(Dataset entries)

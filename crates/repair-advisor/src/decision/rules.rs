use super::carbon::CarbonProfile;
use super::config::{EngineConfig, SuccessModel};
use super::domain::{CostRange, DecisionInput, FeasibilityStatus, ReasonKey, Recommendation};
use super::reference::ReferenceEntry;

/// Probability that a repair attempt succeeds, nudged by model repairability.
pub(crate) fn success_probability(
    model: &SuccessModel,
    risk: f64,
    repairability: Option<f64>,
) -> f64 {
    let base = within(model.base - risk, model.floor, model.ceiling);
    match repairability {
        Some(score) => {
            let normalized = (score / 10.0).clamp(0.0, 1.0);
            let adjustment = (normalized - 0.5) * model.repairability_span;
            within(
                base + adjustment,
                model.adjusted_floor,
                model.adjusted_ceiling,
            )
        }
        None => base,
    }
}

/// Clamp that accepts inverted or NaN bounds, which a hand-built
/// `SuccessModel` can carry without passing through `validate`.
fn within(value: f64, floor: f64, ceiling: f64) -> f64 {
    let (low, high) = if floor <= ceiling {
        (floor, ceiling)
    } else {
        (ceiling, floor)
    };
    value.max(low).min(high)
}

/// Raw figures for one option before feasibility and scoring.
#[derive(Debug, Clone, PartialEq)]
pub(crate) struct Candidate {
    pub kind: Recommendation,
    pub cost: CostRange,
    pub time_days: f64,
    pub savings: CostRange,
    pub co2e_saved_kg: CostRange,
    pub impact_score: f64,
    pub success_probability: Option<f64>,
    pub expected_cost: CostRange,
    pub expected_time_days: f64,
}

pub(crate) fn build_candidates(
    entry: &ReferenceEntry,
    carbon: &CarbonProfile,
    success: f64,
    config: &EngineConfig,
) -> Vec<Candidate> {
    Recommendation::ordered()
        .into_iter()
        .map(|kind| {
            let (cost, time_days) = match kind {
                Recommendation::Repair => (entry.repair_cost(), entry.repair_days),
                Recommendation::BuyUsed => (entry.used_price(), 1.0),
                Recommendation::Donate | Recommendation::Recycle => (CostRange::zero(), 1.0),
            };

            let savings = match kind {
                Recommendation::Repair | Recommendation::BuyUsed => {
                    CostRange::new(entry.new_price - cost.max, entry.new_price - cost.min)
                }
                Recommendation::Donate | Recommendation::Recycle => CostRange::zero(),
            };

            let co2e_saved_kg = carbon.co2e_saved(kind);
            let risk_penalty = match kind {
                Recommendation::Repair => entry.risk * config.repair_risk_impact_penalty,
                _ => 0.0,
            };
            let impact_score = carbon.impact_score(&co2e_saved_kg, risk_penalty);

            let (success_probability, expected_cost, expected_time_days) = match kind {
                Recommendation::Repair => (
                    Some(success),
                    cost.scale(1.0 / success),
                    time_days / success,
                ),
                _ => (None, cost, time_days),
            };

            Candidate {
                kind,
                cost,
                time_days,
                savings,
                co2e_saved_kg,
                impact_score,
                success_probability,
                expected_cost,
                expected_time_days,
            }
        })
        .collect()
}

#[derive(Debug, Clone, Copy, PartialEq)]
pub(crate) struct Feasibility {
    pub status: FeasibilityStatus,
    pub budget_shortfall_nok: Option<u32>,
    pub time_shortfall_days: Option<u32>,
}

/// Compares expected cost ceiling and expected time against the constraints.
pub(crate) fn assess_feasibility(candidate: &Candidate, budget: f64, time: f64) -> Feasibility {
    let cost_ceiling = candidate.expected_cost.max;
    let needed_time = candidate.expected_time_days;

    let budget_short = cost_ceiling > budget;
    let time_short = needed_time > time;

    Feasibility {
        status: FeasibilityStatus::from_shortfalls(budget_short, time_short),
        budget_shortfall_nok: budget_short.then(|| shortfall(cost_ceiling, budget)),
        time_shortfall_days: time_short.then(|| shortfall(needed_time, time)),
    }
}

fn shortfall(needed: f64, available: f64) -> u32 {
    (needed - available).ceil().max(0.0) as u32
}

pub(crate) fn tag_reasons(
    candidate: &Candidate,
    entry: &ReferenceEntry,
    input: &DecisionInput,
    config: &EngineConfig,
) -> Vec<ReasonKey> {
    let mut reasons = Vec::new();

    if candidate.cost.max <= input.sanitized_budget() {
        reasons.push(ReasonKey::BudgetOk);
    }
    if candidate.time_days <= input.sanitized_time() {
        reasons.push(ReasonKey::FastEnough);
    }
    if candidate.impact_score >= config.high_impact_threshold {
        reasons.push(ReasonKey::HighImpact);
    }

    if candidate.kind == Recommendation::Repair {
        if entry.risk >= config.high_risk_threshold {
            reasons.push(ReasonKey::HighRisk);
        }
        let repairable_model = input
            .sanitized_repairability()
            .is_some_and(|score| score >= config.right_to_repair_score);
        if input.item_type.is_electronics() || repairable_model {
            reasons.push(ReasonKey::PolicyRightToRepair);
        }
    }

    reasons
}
...
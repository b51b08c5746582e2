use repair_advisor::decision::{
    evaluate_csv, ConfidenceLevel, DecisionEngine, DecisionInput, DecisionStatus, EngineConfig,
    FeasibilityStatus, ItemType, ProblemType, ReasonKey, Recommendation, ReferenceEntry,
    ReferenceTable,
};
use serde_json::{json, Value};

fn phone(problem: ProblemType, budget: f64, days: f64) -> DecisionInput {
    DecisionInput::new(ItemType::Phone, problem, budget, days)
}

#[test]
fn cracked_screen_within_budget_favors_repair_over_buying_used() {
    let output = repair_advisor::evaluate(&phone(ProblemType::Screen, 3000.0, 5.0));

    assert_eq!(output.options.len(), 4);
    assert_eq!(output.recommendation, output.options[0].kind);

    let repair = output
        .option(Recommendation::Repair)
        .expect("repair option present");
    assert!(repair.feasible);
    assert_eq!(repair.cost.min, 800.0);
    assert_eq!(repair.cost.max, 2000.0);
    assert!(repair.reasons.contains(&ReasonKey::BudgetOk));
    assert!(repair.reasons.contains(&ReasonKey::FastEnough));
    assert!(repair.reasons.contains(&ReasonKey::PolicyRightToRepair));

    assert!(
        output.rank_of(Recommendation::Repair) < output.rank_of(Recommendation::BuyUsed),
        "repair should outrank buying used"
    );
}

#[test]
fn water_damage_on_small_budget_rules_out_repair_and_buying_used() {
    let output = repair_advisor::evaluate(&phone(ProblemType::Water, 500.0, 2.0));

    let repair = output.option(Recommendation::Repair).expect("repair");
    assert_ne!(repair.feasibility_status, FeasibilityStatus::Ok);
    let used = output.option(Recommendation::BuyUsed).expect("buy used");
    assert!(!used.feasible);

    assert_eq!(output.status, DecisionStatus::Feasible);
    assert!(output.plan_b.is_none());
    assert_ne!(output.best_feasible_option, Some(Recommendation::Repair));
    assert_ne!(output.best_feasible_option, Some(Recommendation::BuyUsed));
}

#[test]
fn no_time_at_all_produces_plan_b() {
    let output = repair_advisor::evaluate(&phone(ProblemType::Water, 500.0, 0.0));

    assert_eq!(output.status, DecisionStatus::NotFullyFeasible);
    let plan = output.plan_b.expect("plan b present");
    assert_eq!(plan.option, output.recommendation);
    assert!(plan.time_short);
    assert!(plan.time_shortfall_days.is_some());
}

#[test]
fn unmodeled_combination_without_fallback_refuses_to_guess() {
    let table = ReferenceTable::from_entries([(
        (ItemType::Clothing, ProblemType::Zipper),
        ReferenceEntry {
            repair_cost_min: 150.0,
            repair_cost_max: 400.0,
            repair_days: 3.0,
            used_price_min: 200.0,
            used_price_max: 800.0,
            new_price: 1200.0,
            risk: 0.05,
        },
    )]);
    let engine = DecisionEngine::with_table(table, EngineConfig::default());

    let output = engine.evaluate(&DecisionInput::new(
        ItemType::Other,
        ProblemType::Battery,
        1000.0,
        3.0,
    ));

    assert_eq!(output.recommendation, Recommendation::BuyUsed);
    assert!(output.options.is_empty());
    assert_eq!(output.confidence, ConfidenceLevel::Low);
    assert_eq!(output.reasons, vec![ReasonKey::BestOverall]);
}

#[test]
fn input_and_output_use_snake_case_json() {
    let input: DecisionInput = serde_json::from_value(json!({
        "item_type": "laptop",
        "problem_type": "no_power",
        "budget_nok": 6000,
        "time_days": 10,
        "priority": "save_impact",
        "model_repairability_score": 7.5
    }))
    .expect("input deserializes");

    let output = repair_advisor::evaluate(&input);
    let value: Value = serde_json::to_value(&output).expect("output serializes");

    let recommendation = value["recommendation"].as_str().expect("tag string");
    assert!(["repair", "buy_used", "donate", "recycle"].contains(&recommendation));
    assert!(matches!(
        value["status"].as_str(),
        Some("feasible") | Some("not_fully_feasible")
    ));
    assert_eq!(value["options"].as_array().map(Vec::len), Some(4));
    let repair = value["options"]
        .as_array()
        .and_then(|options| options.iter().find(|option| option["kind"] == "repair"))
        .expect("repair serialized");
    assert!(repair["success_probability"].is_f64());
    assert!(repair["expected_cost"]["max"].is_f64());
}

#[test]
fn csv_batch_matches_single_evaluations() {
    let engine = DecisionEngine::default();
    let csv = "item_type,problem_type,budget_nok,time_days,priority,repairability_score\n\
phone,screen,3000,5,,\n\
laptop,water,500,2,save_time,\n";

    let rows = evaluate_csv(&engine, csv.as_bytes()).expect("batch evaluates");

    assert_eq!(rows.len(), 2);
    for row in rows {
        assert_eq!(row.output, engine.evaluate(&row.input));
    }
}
--
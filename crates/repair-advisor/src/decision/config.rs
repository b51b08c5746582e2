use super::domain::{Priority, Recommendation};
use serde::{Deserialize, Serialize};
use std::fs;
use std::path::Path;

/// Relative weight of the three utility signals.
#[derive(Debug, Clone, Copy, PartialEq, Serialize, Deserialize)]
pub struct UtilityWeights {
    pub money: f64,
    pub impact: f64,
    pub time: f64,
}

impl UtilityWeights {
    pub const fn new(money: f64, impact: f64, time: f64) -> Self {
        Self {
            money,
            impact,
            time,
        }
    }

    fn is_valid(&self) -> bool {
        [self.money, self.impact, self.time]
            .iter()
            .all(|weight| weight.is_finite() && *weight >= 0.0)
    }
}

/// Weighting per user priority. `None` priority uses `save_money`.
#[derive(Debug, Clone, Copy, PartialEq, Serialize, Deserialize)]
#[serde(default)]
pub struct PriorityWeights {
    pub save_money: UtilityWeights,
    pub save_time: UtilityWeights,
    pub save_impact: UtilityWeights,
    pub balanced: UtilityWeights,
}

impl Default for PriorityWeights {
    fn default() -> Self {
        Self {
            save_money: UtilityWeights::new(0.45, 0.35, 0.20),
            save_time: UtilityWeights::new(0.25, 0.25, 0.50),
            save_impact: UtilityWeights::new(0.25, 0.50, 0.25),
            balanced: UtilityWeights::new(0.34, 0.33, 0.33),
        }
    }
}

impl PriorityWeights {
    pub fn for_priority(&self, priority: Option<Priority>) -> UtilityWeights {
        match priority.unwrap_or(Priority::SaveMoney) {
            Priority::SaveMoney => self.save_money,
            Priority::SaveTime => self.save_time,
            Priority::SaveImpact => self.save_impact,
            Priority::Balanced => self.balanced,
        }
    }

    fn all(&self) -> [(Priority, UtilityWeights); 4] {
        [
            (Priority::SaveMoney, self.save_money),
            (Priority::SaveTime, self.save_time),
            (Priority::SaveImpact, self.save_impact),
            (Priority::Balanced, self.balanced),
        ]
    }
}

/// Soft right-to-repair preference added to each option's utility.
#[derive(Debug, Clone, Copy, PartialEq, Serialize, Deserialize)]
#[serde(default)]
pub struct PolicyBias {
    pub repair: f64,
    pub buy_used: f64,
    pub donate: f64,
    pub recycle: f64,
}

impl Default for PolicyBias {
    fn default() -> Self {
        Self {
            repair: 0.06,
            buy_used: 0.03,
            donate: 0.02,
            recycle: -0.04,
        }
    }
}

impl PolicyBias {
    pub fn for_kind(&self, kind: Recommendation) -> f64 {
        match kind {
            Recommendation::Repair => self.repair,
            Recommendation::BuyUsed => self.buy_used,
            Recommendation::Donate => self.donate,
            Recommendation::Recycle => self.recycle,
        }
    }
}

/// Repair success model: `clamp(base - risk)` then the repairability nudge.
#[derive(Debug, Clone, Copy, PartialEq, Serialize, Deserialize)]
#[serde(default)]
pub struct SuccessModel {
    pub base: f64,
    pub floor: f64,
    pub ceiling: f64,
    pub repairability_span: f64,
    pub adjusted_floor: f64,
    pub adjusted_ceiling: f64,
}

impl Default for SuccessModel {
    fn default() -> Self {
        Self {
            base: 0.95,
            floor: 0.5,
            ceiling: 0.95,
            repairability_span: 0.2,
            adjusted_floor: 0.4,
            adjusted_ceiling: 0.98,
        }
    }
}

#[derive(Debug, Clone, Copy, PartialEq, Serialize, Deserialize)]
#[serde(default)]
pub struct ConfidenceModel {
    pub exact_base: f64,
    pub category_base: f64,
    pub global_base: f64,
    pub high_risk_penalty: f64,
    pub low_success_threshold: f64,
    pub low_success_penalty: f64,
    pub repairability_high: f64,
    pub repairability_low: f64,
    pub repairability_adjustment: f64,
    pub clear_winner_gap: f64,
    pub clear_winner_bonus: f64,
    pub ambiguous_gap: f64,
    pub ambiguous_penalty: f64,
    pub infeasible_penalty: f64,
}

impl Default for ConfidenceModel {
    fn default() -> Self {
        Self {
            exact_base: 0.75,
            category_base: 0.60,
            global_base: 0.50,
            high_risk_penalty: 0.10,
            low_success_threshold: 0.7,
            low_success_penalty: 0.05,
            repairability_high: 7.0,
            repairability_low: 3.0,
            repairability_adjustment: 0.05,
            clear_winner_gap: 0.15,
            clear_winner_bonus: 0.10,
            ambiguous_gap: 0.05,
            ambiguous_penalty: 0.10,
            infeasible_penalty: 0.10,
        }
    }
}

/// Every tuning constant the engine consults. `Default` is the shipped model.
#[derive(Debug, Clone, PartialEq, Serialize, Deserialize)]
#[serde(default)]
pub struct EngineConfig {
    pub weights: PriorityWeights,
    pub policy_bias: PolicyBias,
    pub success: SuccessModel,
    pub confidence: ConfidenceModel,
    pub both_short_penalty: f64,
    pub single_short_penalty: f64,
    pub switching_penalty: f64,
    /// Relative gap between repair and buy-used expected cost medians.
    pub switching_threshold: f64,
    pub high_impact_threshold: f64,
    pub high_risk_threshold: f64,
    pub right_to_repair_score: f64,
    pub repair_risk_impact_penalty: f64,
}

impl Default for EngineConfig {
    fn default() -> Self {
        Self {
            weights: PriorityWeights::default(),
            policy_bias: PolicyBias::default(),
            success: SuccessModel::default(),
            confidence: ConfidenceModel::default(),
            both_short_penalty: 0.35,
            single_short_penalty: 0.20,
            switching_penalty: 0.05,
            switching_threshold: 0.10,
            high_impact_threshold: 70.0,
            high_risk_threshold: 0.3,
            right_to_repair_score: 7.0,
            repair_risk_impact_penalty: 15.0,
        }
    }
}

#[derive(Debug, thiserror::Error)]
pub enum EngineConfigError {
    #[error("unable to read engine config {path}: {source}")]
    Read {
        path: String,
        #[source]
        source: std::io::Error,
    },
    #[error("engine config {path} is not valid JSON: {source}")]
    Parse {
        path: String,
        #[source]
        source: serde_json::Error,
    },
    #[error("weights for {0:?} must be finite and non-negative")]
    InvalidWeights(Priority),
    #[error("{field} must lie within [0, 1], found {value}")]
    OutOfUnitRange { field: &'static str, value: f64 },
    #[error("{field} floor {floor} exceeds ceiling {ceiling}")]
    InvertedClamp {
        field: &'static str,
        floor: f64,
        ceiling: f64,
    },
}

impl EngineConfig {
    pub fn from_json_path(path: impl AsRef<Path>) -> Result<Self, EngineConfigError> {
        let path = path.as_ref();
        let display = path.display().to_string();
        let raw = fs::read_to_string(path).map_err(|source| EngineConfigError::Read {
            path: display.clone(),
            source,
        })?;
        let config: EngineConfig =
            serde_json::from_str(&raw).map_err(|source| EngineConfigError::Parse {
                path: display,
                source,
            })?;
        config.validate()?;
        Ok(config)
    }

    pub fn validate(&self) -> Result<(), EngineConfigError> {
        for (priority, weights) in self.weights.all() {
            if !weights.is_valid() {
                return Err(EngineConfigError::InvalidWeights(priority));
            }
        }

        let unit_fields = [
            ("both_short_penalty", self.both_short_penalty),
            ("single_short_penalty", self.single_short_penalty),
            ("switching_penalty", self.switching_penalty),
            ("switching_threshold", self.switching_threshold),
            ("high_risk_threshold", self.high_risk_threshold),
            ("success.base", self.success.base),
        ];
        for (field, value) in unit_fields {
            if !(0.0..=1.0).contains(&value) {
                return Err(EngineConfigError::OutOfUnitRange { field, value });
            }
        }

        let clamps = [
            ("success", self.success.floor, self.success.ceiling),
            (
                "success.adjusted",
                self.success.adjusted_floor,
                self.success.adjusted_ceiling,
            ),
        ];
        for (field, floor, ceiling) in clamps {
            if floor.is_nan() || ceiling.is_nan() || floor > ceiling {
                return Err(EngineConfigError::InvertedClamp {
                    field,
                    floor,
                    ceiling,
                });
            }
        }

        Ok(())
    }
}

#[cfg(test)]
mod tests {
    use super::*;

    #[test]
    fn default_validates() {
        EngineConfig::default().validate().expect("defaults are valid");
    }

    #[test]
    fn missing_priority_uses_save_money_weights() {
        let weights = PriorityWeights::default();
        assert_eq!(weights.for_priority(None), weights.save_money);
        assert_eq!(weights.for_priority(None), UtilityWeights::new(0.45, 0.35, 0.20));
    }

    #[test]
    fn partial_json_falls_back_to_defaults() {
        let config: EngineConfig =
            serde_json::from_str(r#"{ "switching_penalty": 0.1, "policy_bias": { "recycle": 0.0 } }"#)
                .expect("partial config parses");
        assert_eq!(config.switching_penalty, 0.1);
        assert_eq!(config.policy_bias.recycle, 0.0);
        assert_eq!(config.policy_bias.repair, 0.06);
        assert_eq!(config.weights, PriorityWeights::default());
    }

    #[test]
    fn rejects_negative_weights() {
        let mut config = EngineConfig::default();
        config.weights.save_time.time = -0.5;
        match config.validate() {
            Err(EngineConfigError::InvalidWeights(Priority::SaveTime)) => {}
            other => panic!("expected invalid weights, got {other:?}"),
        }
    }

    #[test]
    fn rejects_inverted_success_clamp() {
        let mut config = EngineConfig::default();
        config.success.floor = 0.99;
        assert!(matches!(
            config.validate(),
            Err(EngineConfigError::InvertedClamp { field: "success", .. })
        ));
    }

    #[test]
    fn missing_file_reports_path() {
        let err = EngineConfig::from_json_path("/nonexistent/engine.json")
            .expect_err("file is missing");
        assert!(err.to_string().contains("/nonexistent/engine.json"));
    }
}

#### About this exercise:
Go through the data above and return each line containing the string "DecisionInput".

#### Finished task:
use super::domain::{CostRange, DecisionInput, FeasibilityStatus, ReasonKey, Recommendation};
    input: &DecisionInput,
    evaluate_csv, ConfidenceLevel, DecisionEngine, DecisionInput, DecisionStatus, EngineConfig,
fn phone(problem: ProblemType, budget: f64, days: f64) -> DecisionInput {
    DecisionInput::new(ItemType::Phone, problem, budget, days)
    let output = engine.evaluate(&DecisionInput::new(
    let input: DecisionInput = serde_json::from_value(json!({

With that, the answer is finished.